Родня: Жизнь, любовь, искусство и смерть неандертальцев
Нужно прищуриться, чтобы различить тусклое мерцание еще ниже. Это отблески десятков тысяч глиняных светильников, чад от них окутывает башню, но мы все еще не достигли глубин истории человечества. Ты достаешь небольшой телескоп, и твои зрачки расширяются, жадно улавливая отблески древних огней. Взгляд проникает сквозь 30 км дрожащего пламени очагов, но нам нужно еще десять раз по столько же – на 300 000 лет назад. Свет и тень трепещут и сплетаются, отражаясь на каменных стенах, пока не остается лишь тьма, в которой теряется счет годам.
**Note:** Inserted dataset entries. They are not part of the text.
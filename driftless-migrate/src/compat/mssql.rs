//! SQL Server type rules.

use driftless_model::Dialect;

use super::{RawType, SqlType, TypeFamily, TypeOracle, UNBOUNDED};

/// Type rules for SQL Server.
#[derive(Debug, Clone, Copy, Default)]
pub struct MssqlOracle;

impl TypeOracle for MssqlOracle {
    fn dialect(&self) -> Dialect {
        Dialect::SqlServer
    }

    fn classify(&self, type_name: &str) -> SqlType {
        let raw = RawType::parse(type_name);
        match raw.name.as_str() {
            "TINYINT" => SqlType::integer("TINYINT", 1),
            "SMALLINT" => SqlType::integer("SMALLINT", 2),
            "INT" | "INTEGER" => SqlType::integer("INT", 4),
            "BIGINT" => SqlType::integer("BIGINT", 8),

            "CHAR" | "VARCHAR" | "NCHAR" | "NVARCHAR" => {
                SqlType::of(TypeFamily::String, raw.name.clone()).with_capacity(raw.length())
            }
            "TEXT" | "NTEXT" => {
                SqlType::of(TypeFamily::String, raw.name.clone()).with_capacity(Some(UNBOUNDED))
            }

            "BINARY" | "VARBINARY" => {
                SqlType::of(TypeFamily::Binary, raw.name.clone()).with_capacity(raw.length())
            }
            "IMAGE" => SqlType::of(TypeFamily::Binary, "IMAGE").with_capacity(Some(UNBOUNDED)),

            "DECIMAL" | "NUMERIC" => {
                let (precision, scale) = raw.precision_scale();
                SqlType::of(TypeFamily::Decimal, "DECIMAL").with_precision(precision, scale)
            }

            "DATE" | "DATETIME" | "DATETIME2" | "SMALLDATETIME" | "DATETIMEOFFSET" | "TIME" => {
                SqlType::of(TypeFamily::DateTime, raw.name.clone())
            }

            "FLOAT" | "DOUBLE PRECISION" => SqlType::of(TypeFamily::Other, "FLOAT"),
            _ => SqlType::of(TypeFamily::Other, raw.name.clone()),
        }
    }
}

#[cfg(test)]
mod tests {
    use super::*;
    use driftless_model::{ColumnDefinition, PropertyDefinition, ValueKind};

    #[test]
    fn test_nvarchar_max() {
        let oracle = MssqlOracle;
        let max = ColumnDefinition::new("body", "nvarchar(max)");
        let short = ColumnDefinition::new("body", "nvarchar").max_length(50);

        let no_length = PropertyDefinition::new("body", ValueKind::String);
        let sized = PropertyDefinition::new("body", ValueKind::String).max_length(4000);

        assert!(oracle.is_compatible(&no_length, &max));
        assert!(oracle.is_compatible(&sized, &max));
        assert!(!oracle.is_compatible(&sized, &short));
        assert!(oracle.is_compatible(&no_length, &short));
    }

    #[test]
    fn test_exact_names() {
        let oracle = MssqlOracle;
        let flag = PropertyDefinition::new("flag", ValueKind::Boolean);
        assert!(oracle.is_compatible(&flag, &ColumnDefinition::new("flag", "bit")));
        assert!(!oracle.is_compatible(&flag, &ColumnDefinition::new("flag", "tinyint")));

        let at = PropertyDefinition::new("at", ValueKind::DateTime);
        assert!(oracle.is_compatible(&at, &ColumnDefinition::new("at", "datetime2")));
        assert!(!oracle.is_compatible(&at, &ColumnDefinition::new("at", "datetime")));

        let id = PropertyDefinition::new("id", ValueKind::Guid);
        assert!(oracle.is_compatible(&id, &ColumnDefinition::new("id", "uniqueidentifier")));
    }

    #[test]
    fn test_int_widths() {
        let oracle = MssqlOracle;
        let byte = PropertyDefinition::new("n", ValueKind::Int8);
        assert!(oracle.is_compatible(&byte, &ColumnDefinition::new("n", "smallint")));

        let long = PropertyDefinition::new("n", ValueKind::Int64);
        assert!(!oracle.is_compatible(&long, &ColumnDefinition::new("n", "int")));
    }
}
Время коварно. То оно бежит пугающе быстро, то течет так медленно, что кажется нам грузом, тяжесть которого измеряется в ударах сердца. Жизнь каждого человека полна воспоминаний о прошлом и вдохновляется мечтой о будущем, пусть живем мы в непрерывном потоке «настоящего». Мы – существа, влекомые течением времени, хоть и способные, вынырнув, осознать свое бессилие перед этой стремительной рекой. Дело не в расчетах или измерениях; в современной науке вычисления ведутся с уму непостижимой точностью, идет ли речь о возрасте Вселенной или о планковском времени[1]. Но полноценное осмысление масштаба времени на эволюционном, планетарном, космическом уровнях все так же остается практически невозможным – мы как те первые геологи, потрясенные догадкой об истинном возрасте Земли. Установить связь с прошлым за пределами трех-четырех последних поколений (это та «живая память», в которой ориентируется большинство людей) – задача непростая. Еще сложнее сделать это в отношении более древних предков. Когда мы разглядываем старые фотографии, очертания реальности кажутся нам размытыми, хотя такой визуальный архив хранит память всего лишь пары предыдущих поколений. Фотографиям предшествует мир живописных портретов, и прошлое еще сильнее заволакивает пеленой. Осознать ошеломляющую бездну археологического времени гораздо, гораздо труднее.